In the alternative strategy, we might take a basket of our favorite stocks. We may pick 25 stocks as a basket with a 10% position before we take a 10% position to short the S&P 500 index to hedge that whole position out.
While the market risk is minimal we think the stock picks will do better than the market itself.
Q: What would cause you to hold cash?
A : If 60% of the portfolio is earmarked toward the high yield bond market while high yield bonds are in a bear market, we will be in a high cash position until that situation changes.
And, when we get back in, we have a good opportunity to make a lot more money in the high yield bond market because the yield spreads will eventually be beaten down to normal, which is almost 400 basis points higher than the U.S. Treasuries.
Q: What are the main principles of your technical trading investing strategies?
A : If the high yield bond market is above the 50-day moving average, we will accept that as a bullish signal to us. It is a trend following device for high yield market and we tend to follow that.
When it comes to stocks, we trade a lot of different issues. We trade emerging market ETFs and look at the premium or discounts in that market. When our indicators show that it is oversold, we take a one-day trade on the emerging markets because there is an 80% probability that we are going to make money for a one-day-trade.
Additionally, we look at a universe of other people’s funds that we chart to see how they respond in different market environments. Based on their relative performance, we may consider taking a position in them. If we do and they keep going up, we will stick with them. However, if they do not go up and we find something more attractive in the meantime, we may rotate out of those positions.
Q: How do you choose the best five or six trends?
A : The core of what we do is a high yield bond trading strategy, which we have been utilizing for over twenty years. Throughout that period it has been generating on average 12% a year.
By using that model as our core position in the fund, and if the high yield bond market is not responding, we have the flexibility of moving with what we think could be the next opportunity. We diversify into some other areas that can enhance our returns without taking any more risk. Furthermore, if they can contribute in such a way when the high yields are not moving, we can still make some money.
Q: Moving on to portfolio construction, how many holdings do you generally have?
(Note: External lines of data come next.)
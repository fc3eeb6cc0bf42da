//! Photo ID sampling
//!
//! IDs are drawn uniformly and independently from a closed range. Duplicates
//! are possible and harmless; this is sampling, not enumeration.

use crate::error::{Error, Result};
use crate::types::PhotoId;
use rand::rngs::StdRng;
use rand::{Rng, SeedableRng};
use std::ops::RangeInclusive;
use std::time::{SystemTime, UNIX_EPOCH};

/// Source of random photo IDs
///
/// Owns its random number generator so a run can be replayed by passing the
/// same seed.
#[derive(Debug)]
pub struct IdGenerator {
    rng: StdRng,
    range: RangeInclusive<u32>,
}

impl IdGenerator {
    /// Generator over `[lower, lower + span - 1]` with a fixed seed
    pub fn with_seed(lower: u32, span: u32, seed: u64) -> Result<Self> {
        Ok(Self {
            rng: StdRng::seed_from_u64(seed),
            range: id_range(lower, span)?,
        })
    }

    /// Generator seeded once from the current time
    pub fn from_clock(lower: u32, span: u32) -> Result<Self> {
        Self::with_seed(lower, span, clock_seed())
    }

    /// The closed range IDs are drawn from
    pub fn range(&self) -> &RangeInclusive<u32> {
        &self.range
    }

    /// Draw a single ID
    pub fn next_id(&mut self) -> PhotoId {
        PhotoId(self.rng.gen_range(self.range.clone()))
    }

    /// Draw `count` IDs
    ///
    /// Fails with [`Error::IdAllocation`] if storage for `count` IDs cannot be
    /// reserved.
    pub fn generate(&mut self, count: usize) -> Result<Vec<PhotoId>> {
        let mut ids = Vec::new();
        ids.try_reserve_exact(count)
            .map_err(|_| Error::IdAllocation { requested: count })?;
        for _ in 0..count {
            ids.push(self.next_id());
        }
        Ok(ids)
    }
}

fn id_range(lower: u32, span: u32) -> Result<RangeInclusive<u32>> {
    if span == 0 {
        return Err(Error::config("id_span", "must be greater than zero"));
    }
    let upper = lower
        .checked_add(span - 1)
        .ok_or_else(|| Error::config("id_span", "sampling range overflows a 32-bit photo ID"))?;
    Ok(lower..=upper)
}

fn clock_seed() -> u64 {
    // A clock before the epoch only costs entropy
    SystemTime::now()
        .duration_since(UNIX_EPOCH)
        .map(|d| d.as_nanos() as u64)
        .unwrap_or_default()
}

// unwrap/expect are acceptable in tests for concise failure-on-error assertions
#[allow(clippy::unwrap_used, clippy::expect_used)]
#[cfg(test)]
mod tests {
    use super::*;

    const LOWER: u32 = 2_000_000;
    const SPAN: u32 = 10_000;

    #[test]
    fn test_generate_exact_count_within_range() {
        let mut generator = IdGenerator::with_seed(LOWER, SPAN, 7).unwrap();
        for count in [0, 1, 5, 1000] {
            let ids = generator.generate(count).unwrap();
            assert_eq!(ids.len(), count);
            assert!(
                ids.iter()
                    .all(|id| (2_000_000..=2_009_999).contains(&id.get())),
                "id out of range in {:?}",
                ids
            );
        }
    }

    #[test]
    fn test_zero_count_is_empty() {
        let mut generator = IdGenerator::from_clock(LOWER, SPAN).unwrap();
        assert!(generator.generate(0).unwrap().is_empty());
    }

    #[test]
    fn test_same_seed_same_sequence() {
        let mut a = IdGenerator::with_seed(LOWER, SPAN, 42).unwrap();
        let mut b = IdGenerator::with_seed(LOWER, SPAN, 42).unwrap();
        assert_eq!(a.generate(20).unwrap(), b.generate(20).unwrap());
    }

    #[test]
    fn test_single_value_range() {
        let mut generator = IdGenerator::with_seed(LOWER, 1, 3).unwrap();
        assert_eq!(generator.range(), &(LOWER..=LOWER));
        assert!(generator.generate(10).unwrap().iter().all(|id| id.get() == LOWER));
    }

    #[test]
    fn test_invalid_ranges_rejected() {
        assert!(IdGenerator::with_seed(LOWER, 0, 1).is_err());
        assert!(IdGenerator::with_seed(u32::MAX, 2, 1).is_err());
        assert!(IdGenerator::with_seed(u32::MAX, 1, 1).is_ok());
    }

    #[test]
    fn test_unallocatable_count_reports_error() {
        let mut generator = IdGenerator::with_seed(LOWER, SPAN, 1).unwrap();
        match generator.generate(usize::MAX) {
            Err(Error::IdAllocation { requested }) => assert_eq!(requested, usize::MAX),
            other => panic!("expected allocation error, got {:?}", other.map(|v| v.len())),
        }
    }
}
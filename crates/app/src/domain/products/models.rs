//! Product Models

use jiff::Timestamp;
use rust_decimal::Decimal;
use storefront::products::CatalogProduct;

pub use storefront::products::ProductUuid;

/// Product Model
#[derive(Debug, Clone, PartialEq)]
pub struct Product {
    pub uuid: ProductUuid,
    pub name: String,
    pub slug: String,
    pub images: Vec<String>,
    pub price: Decimal,
    pub is_active: bool,
    pub in_stock: bool,
    pub is_featured: bool,
    pub on_sale: bool,
    pub created_at: Timestamp,
    pub updated_at: Timestamp,
}

impl Product {
    /// The snapshot a cart line copies when the product is first added.
    #[must_use]
    pub fn to_catalog(&self) -> CatalogProduct {
        CatalogProduct {
            uuid: self.uuid,
            name: self.name.clone(),
            image: self.images.first().cloned(),
            price: self.price,
        }
    }
}

/// New Product Model
#[derive(Debug, Clone, PartialEq)]
pub struct NewProduct {
    pub uuid: ProductUuid,
    pub name: String,
    pub slug: String,
    pub images: Vec<String>,
    pub price: Decimal,
    pub is_active: bool,
    pub in_stock: bool,
    pub is_featured: bool,
    pub on_sale: bool,
}

#[cfg(test)]
mod tests {
    use super::*;

    #[test]
    fn catalog_snapshot_uses_first_image() {
        let product = Product {
            uuid: ProductUuid::new(),
            name: "Desk Lamp".to_string(),
            slug: "desk-lamp".to_string(),
            images: vec!["lamp-front.png".to_string(), "lamp-side.png".to_string()],
            price: Decimal::from(150_000),
            is_active: true,
            in_stock: true,
            is_featured: false,
            on_sale: false,
            created_at: Timestamp::UNIX_EPOCH,
            updated_at: Timestamp::UNIX_EPOCH,
        };

        let catalog = product.to_catalog();

        assert_eq!(catalog.uuid, product.uuid);
        assert_eq!(catalog.image.as_deref(), Some("lamp-front.png"));
        assert_eq!(catalog.price, Decimal::from(150_000));
    }
}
A : Because we are trading strategies driven and very opportunistic in our approach, we can go 100% cash or have as many as ten funds that support our beliefs in the various strategies in the market.
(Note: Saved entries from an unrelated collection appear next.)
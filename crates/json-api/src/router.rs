//! App Router

use salvo::Router;

use crate::{admin, cart, checkout, customers, orders, products};

/// Storefront routes. Shared state must be injected by the caller.
pub(crate) fn app_router() -> Router {
    Router::new()
        .push(
            Router::with_path("products")
                .get(products::index::handler)
                .push(Router::with_path("{product}").get(products::get::handler)),
        )
        .push(
            Router::with_path("cart")
                .get(cart::get::handler)
                .delete(cart::clear::handler)
                .push(
                    Router::with_path("items")
                        .post(cart::items::create::handler)
                        .push(
                            Router::with_path("{product}")
                                .delete(cart::items::delete::handler)
                                .push(
                                    Router::with_path("increment")
                                        .post(cart::items::increment::handler),
                                )
                                .push(
                                    Router::with_path("decrement")
                                        .post(cart::items::decrement::handler),
                                ),
                        ),
                ),
        )
        .push(
            Router::new()
                .hoop(customers::handler)
                .push(
                    Router::with_path("checkout")
                        .get(checkout::get::handler)
                        .post(checkout::create::handler),
                )
                .push(
                    Router::with_path("orders")
                        .get(orders::index::handler)
                        .push(Router::with_path("{order}").get(orders::get::handler)),
                ),
        )
        .push(
            Router::with_path("admin/orders")
                .push(
                    Router::with_path("items/recompute")
                        .post(admin::orders::recompute::handler),
                )
                .push(
                    Router::with_path("{order}")
                        .push(Router::with_path("items").put(admin::orders::update_items::handler))
                        .push(Router::with_path("status").put(admin::orders::status::handler)),
                ),
        )
}
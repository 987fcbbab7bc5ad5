//! Editor service.

use std::{fmt, sync::Arc};

use async_trait::async_trait;
use mockall::automock;
use rust_decimal::Decimal;
use storefront::{
    currency::StoreCurrency,
    editor::{LineItemEditor, LineItemRow},
    orders::{OrderItemDraft, OrderItemUuid},
    products::{PriceLookup, PriceTable, ProductUuid},
};

use crate::domain::{
    editor::errors::EditorServiceError,
    orders::{
        OrdersService,
        models::{Order, OrderUuid},
    },
    products::ProductsService,
};

/// Rows priced from the current catalog, with their grand total.
#[derive(Debug, Clone, PartialEq, Eq)]
pub struct RecomputedItems {
    pub rows: Vec<LineItemRow>,
    pub grand_total: Decimal,
    pub formatted_grand_total: String,
}

/// Prices editor rows against the catalog and saves them onto orders.
pub struct CatalogEditorService {
    products: Arc<dyn ProductsService>,
    orders: Arc<dyn OrdersService>,
    currency: StoreCurrency,
}

impl CatalogEditorService {
    #[must_use]
    pub fn new(
        products: Arc<dyn ProductsService>,
        orders: Arc<dyn OrdersService>,
        currency: StoreCurrency,
    ) -> Self {
        Self {
            products,
            orders,
            currency,
        }
    }

    async fn prices_for(&self, rows: &[LineItemRow]) -> Result<PriceTable, EditorServiceError> {
        let products: Vec<ProductUuid> = rows.iter().filter_map(|row| row.product).collect();

        Ok(self.products.find_prices(products).await?)
    }
}

impl fmt::Debug for CatalogEditorService {
    fn fmt(&self, f: &mut fmt::Formatter<'_>) -> fmt::Result {
        f.debug_struct("CatalogEditorService")
            .field("currency", &self.currency)
            .finish_non_exhaustive()
    }
}

#[async_trait]
impl EditorService for CatalogEditorService {
    async fn recompute(
        &self,
        rows: Vec<LineItemRow>,
    ) -> Result<RecomputedItems, EditorServiceError> {
        let prices = self.prices_for(&rows).await?;
        let editor = LineItemEditor::with_rows(rows, &prices)?;

        Ok(RecomputedItems {
            grand_total: editor.grand_total(),
            formatted_grand_total: editor.formatted_grand_total(self.currency),
            rows: editor.into_rows(),
        })
    }

    async fn save_items(
        &self,
        order: OrderUuid,
        rows: Vec<LineItemRow>,
    ) -> Result<Order, EditorServiceError> {
        let prices = self.prices_for(&rows).await?;

        for (index, row) in rows.iter().enumerate() {
            let product = row
                .product
                .ok_or(EditorServiceError::MissingProduct(index))?;

            if prices.unit_price(product).is_none() {
                return Err(EditorServiceError::UnknownProduct(product));
            }
        }

        let editor = LineItemEditor::with_rows(rows, &prices)?;
        let grand_total = editor.grand_total();

        let items = editor
            .into_rows()
            .into_iter()
            .filter_map(|row| {
                row.product.map(|product| OrderItemDraft {
                    uuid: OrderItemUuid::new(),
                    product,
                    quantity: row.quantity,
                    unit_amount: row.unit_amount,
                    total_amount: row.total_amount,
                })
            })
            .collect();

        Ok(self.orders.replace_items(order, items, grand_total).await?)
    }
}

#[automock]
#[async_trait]
pub trait EditorService: Send + Sync {
    /// Re-price rows from the catalog and total them. Nothing is stored.
    async fn recompute(&self, rows: Vec<LineItemRow>)
    -> Result<RecomputedItems, EditorServiceError>;

    /// Re-price rows and store them as the order's items, replacing the old ones.
    async fn save_items(
        &self,
        order: OrderUuid,
        rows: Vec<LineItemRow>,
    ) -> Result<Order, EditorServiceError>;
}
For example, on the high yield side, recently we had six different funds including a floating rate fund, a corporate high yield fund and some high yield ETFs and derivatives like CDSs. We also held 10% cash at the time.
Our holdings can range from cash to ETFs in the market neutral fund, to a merger fund, to an absolute return fund and an alternative long/short fund. We also take positions from time to into currencies, long/short stock positions and securities signaled by our models.
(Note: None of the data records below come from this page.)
//! Update Order Status Handler

use std::sync::Arc;

use salvo::{
    oapi::extract::{JsonBody, PathParam},
    prelude::*,
};
use serde::{Deserialize, Serialize};
use uuid::Uuid;

use storefront_app::domain::orders::models::{OrderStatus, PaymentStatus, StatusUpdate};

use crate::{
    extensions::*,
    orders::{errors::into_status_error, models::OrderResponse},
    state::State,
};

/// Update Order Status Request
#[derive(Debug, Serialize, Deserialize, ToSchema)]
pub(crate) struct UpdateOrderStatusRequest {
    /// `new`, `processing`, `shipped`, `delivered` or `canceled`
    pub status: String,

    /// `pending`, `paid` or `failed`
    pub payment_status: String,
}

impl TryFrom<UpdateOrderStatusRequest> for StatusUpdate {
    type Error = StatusError;

    fn try_from(request: UpdateOrderStatusRequest) -> Result<Self, Self::Error> {
        Ok(StatusUpdate {
            status: request
                .status
                .parse::<OrderStatus>()
                .or_400("Invalid status")?,
            payment_status: request
                .payment_status
                .parse::<PaymentStatus>()
                .or_400("Invalid payment status")?,
        })
    }
}

/// Update Order Status Handler
#[endpoint(
    tags("admin"),
    summary = "Update Order Status",
    responses(
        (status_code = StatusCode::OK, description = "Updated order"),
        (status_code = StatusCode::BAD_REQUEST, description = "Unknown status"),
        (status_code = StatusCode::NOT_FOUND, description = "Order not found"),
        (status_code = StatusCode::INTERNAL_SERVER_ERROR, description = "Internal Server Error"),
    ),
)]
#[tracing::instrument(
    name = "admin.orders.status.update",
    skip(order, json, depot),
    fields(order_uuid = %*order),
    err
)]
pub(crate) async fn handler(
    order: PathParam<Uuid>,
    json: JsonBody<UpdateOrderStatusRequest>,
    depot: &mut Depot,
) -> Result<Json<OrderResponse>, StatusError> {
    let state = depot.obtain_or_500::<Arc<State>>()?;
    let update = StatusUpdate::try_from(json.into_inner())?;

    let order = state
        .app
        .orders
        .update_status(order.into_inner().into(), update)
        .await
        .map_err(into_status_error)?;

    Ok(Json(order.into()))
}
Q: What kinds of risk do you consider and how do you measure each of them?
A : We consider drawdown or permanent loss of capital as the biggest risk and we are constantly mindful of that. As a risk-averse investor, we prefer to invest in funds of bonds and diversify our holdings across various funds and different strategies.
Also, we reduce risk by selling our positions quickly if they do not deliver returns or perform the way we think they should.
Although our holdings are generally not correlated to the markets, we are always mindful of the downside beta. And as I said earlier, if something fails to meet our expectations we will sell it and look for another opportunity that is likely to work better.
Overall, we consider the Select Alternative fund to have the personality of a low volatility hedge fund, with daily liquidity and transparency with a lower cost structure, and may be considered as a holding for any conservative investor.